» Task objective
Write out exactly the lines from the first line of the records below through the line that contains "use zoom_cluster::core_modules::expansion::expand_cluster;", and stop there.

++++ Data for analysis ++++

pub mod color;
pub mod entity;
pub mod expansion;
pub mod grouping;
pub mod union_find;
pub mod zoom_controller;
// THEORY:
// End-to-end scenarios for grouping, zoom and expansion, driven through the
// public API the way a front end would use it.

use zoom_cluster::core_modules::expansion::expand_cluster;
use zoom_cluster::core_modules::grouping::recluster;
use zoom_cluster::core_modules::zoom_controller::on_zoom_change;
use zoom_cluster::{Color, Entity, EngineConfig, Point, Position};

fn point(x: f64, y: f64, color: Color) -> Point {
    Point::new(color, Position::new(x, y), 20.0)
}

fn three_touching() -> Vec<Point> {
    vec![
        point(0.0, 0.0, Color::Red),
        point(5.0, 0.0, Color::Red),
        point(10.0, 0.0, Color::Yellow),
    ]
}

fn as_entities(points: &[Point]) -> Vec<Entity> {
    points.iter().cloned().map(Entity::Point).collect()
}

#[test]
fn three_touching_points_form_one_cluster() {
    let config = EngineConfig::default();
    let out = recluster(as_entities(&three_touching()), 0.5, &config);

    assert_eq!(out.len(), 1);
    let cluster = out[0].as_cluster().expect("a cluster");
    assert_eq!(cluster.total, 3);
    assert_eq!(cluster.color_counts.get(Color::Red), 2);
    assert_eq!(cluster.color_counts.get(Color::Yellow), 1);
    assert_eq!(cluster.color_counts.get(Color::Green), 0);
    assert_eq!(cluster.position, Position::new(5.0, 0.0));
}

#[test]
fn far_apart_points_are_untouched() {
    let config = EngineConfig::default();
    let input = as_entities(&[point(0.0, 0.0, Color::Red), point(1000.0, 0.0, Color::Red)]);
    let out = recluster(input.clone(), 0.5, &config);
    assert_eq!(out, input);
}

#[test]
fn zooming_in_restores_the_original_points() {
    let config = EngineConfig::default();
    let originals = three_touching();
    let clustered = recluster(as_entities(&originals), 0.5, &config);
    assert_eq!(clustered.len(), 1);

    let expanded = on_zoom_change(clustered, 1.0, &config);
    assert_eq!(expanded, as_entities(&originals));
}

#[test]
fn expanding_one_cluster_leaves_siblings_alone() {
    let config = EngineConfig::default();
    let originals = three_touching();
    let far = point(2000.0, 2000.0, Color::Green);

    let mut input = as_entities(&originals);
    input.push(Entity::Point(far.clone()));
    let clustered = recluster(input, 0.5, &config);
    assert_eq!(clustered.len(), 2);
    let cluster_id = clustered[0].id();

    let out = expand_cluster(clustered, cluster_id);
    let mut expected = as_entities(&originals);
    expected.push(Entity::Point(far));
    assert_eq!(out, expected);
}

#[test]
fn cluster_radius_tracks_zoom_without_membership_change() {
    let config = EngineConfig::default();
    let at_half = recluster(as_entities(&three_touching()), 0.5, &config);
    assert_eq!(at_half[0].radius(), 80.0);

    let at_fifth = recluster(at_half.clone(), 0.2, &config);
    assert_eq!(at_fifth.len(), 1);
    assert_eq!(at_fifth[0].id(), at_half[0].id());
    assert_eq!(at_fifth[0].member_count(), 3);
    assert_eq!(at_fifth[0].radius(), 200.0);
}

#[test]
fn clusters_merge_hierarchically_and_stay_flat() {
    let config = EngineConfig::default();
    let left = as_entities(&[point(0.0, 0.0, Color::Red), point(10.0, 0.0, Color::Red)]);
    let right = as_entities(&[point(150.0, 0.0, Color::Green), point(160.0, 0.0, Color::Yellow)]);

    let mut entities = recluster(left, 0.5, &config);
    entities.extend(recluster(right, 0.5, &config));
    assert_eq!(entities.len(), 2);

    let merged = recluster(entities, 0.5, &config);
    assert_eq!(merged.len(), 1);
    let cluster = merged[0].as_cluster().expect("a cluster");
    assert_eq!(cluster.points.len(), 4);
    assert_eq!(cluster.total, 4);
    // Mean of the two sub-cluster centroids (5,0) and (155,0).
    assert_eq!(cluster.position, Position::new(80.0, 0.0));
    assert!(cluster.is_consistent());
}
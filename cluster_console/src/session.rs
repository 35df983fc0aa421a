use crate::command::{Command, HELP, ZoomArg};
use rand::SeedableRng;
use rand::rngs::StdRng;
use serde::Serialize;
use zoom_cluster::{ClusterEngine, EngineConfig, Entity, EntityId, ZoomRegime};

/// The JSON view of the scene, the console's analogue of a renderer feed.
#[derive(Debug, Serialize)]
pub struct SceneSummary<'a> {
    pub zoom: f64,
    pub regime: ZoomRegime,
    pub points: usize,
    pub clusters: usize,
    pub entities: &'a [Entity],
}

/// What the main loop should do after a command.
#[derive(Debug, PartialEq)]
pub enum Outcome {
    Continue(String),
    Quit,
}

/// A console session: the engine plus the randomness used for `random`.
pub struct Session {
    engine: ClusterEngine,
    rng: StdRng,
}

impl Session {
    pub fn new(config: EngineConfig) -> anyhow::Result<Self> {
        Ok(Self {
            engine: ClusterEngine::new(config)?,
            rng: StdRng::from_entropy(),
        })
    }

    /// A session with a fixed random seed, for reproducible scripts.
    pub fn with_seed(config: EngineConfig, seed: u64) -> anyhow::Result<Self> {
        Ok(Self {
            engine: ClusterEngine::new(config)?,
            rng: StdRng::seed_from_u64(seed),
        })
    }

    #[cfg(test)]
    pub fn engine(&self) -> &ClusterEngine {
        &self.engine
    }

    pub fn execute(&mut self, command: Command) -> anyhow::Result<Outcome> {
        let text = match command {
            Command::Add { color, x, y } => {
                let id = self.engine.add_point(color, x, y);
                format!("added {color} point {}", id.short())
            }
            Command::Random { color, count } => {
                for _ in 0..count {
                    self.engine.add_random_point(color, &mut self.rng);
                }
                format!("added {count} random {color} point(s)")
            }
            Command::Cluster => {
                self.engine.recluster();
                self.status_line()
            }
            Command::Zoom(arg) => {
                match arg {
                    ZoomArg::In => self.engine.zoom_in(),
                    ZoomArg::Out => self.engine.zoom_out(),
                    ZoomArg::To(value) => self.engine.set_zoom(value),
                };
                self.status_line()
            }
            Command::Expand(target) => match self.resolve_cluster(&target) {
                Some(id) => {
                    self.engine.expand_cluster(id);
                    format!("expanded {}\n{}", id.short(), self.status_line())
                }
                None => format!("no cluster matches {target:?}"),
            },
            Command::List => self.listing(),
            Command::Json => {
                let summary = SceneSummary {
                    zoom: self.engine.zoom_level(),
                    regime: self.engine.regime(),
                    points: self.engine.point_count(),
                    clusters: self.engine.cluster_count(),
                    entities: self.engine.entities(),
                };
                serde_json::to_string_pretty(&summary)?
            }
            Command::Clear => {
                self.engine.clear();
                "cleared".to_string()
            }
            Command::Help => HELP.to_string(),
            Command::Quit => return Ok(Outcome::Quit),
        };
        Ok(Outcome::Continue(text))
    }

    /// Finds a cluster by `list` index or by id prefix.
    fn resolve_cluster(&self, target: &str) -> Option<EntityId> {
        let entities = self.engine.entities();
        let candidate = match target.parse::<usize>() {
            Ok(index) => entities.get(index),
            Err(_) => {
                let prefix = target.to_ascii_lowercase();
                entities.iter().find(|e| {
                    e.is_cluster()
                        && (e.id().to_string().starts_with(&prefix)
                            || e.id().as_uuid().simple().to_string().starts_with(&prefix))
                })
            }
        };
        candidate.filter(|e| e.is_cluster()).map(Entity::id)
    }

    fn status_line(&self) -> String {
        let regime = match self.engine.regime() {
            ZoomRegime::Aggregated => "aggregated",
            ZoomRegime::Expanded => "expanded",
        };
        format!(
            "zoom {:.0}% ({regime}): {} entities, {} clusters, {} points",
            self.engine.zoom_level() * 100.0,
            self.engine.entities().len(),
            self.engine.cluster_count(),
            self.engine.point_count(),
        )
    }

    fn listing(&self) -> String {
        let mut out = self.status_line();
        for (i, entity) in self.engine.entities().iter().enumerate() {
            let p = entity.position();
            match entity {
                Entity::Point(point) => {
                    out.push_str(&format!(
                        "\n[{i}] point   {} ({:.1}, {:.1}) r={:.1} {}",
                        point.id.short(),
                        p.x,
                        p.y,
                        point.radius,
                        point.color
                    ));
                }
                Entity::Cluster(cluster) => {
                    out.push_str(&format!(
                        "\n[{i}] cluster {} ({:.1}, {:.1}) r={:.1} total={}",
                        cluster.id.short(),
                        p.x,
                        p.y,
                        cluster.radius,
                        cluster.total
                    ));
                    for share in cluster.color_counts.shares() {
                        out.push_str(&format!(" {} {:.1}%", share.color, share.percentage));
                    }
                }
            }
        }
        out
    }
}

++++

» Written answer
pub mod color;
pub mod entity;
pub mod expansion;
pub mod grouping;
pub mod union_find;
pub mod zoom_controller;
// THEORY:
// End-to-end scenarios for grouping, zoom and expansion, driven through the
// public API the way a front end would use it.

use zoom_cluster::core_modules::expansion::expand_cluster;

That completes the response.